During the post-Civil War industrial expansion, blacks lost out even for entry level positions when business owners preferred to hire white immigrants, who were then brought in en masse. The situation today is similar. During the Civil Rights era of the 1950s and 1960s, which was to have "freed" black Americans socially and economically, Congress also changed immigration law to pave the way for close to a million immigrants a year--many of whom compete with blacks for entry level positions.

According to recent studies, immigrants displace a disproportionate number of black workers and lower their wages. For example, a GAO study found that a decade of heavy immigration to Los Angeles had changed the janitorial industry from a mostly native black, unionized workforce to one of non-unionized Latinos, many of whom were illegal aliens.

According to the Census, the employment of black Americans as hotel workers in California dropped 30 percent in the 1980s, while the number of immigrants with such jobs rose 166 percent. A similar story can be told of the garment industry, the restaurant business, hospital work, and public service jobs. The Bureau of Labor Statistics found in a recent study that immigration accounts for about 50 percent of the decline in real wages for the lowest-skilled American workers, many of whom are blacks.

Immigration researcher and commentator Roy Beck noted in his 1996 book, The Case Against Immigration that:

"To review the Black side of our nation's immigration tradition is to observe African Americans periodically trying to climb the mainstream economic ladder, only to be shoved aside each time. It is to see one immigrant wave after another climb onto and up that ladder while planting their feet on the backs of Black Americans. . . . The most racist policy in this country for the past 25 years has been our immigration policy, because it has been the worst thing that has happened to the Blacks from the federal government since slavery."

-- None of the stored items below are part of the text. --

// SPDX-License-Identifier: Apache-2.0
// Copyright (c) 2025 Au-Zone Technologies. All Rights Reserved.

//! Headerless raw image dumps.
//!
//! A dump is the frame's pixel words in native byte order and nothing else,
//! so the file size alone fixes the pixel count. The caller supplies the
//! dimensions and they must match.

use crate::{
    error::{Error, Result},
    pixel::Frame16,
};
use std::{fs, path::Path};
use tracing::debug;

/// Reads a raw `width` x `height` packed 16-bit frame.
pub fn read_frame16(path: impl AsRef<Path>, width: u32, height: u32) -> Result<Frame16> {
    let path = path.as_ref();
    let bytes = fs::read(path)?;
    let expected = width as usize * height as usize * 2;
    if bytes.len() != expected {
        return Err(Error::MalformedInput(format!(
            "{} is {} bytes, a {width}x{height} frame is {expected}",
            path.display(),
            bytes.len()
        )));
    }

    let pixels = bytes
        .chunks_exact(2)
        .map(|px| u16::from_ne_bytes([px[0], px[1]]))
        .collect();
    debug!("read {width}x{height} frame from {}", path.display());
    Frame16::from_pixels(width, height, pixels)
}

/// Writes `frame` as a raw dump.
pub fn write_frame16(path: impl AsRef<Path>, frame: &Frame16) -> Result<()> {
    let path = path.as_ref();
    fs::write(path, frame.as_bytes())?;
    debug!("wrote {frame} to {}", path.display());
    Ok(())
}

George LaNoue, professor of political science at the University of Maryland, points out, "Affirmative action that was originally designed to compensate for the decades of discrimination against American blacks has been turned into a system where many of the beneficiaries, and in some environments, some cities, some sectors, most of the beneficiaries are people of fairly recent immigrant origin."

Black Americans are aware of immigration's impact and generally support immigration reform. The Roper Organization found in 1995 that 72 percent of black Americans think that immigration should be cut to less than a third of its present level. Gerri Williams, editor of Immigration Impact: Documenting the Effects of Immigration on African Americans, has noted, "as with earlier waves of immigration, African Americans have experienced the effects of this influx first and hardest. In education, politics, the labor market, social services, and more, the pressures caused by record levels of immigration are being felt in the black community. Immigration is one of the most significant forces affecting African Americans today."

While immigration reform would not be a panacea for all the difficulties of black Americans, it is obviously a step in the right direction. Congress must recognize that its policy of excessive immigration creates more obstacles to black advancement and should reduce admissions immediately.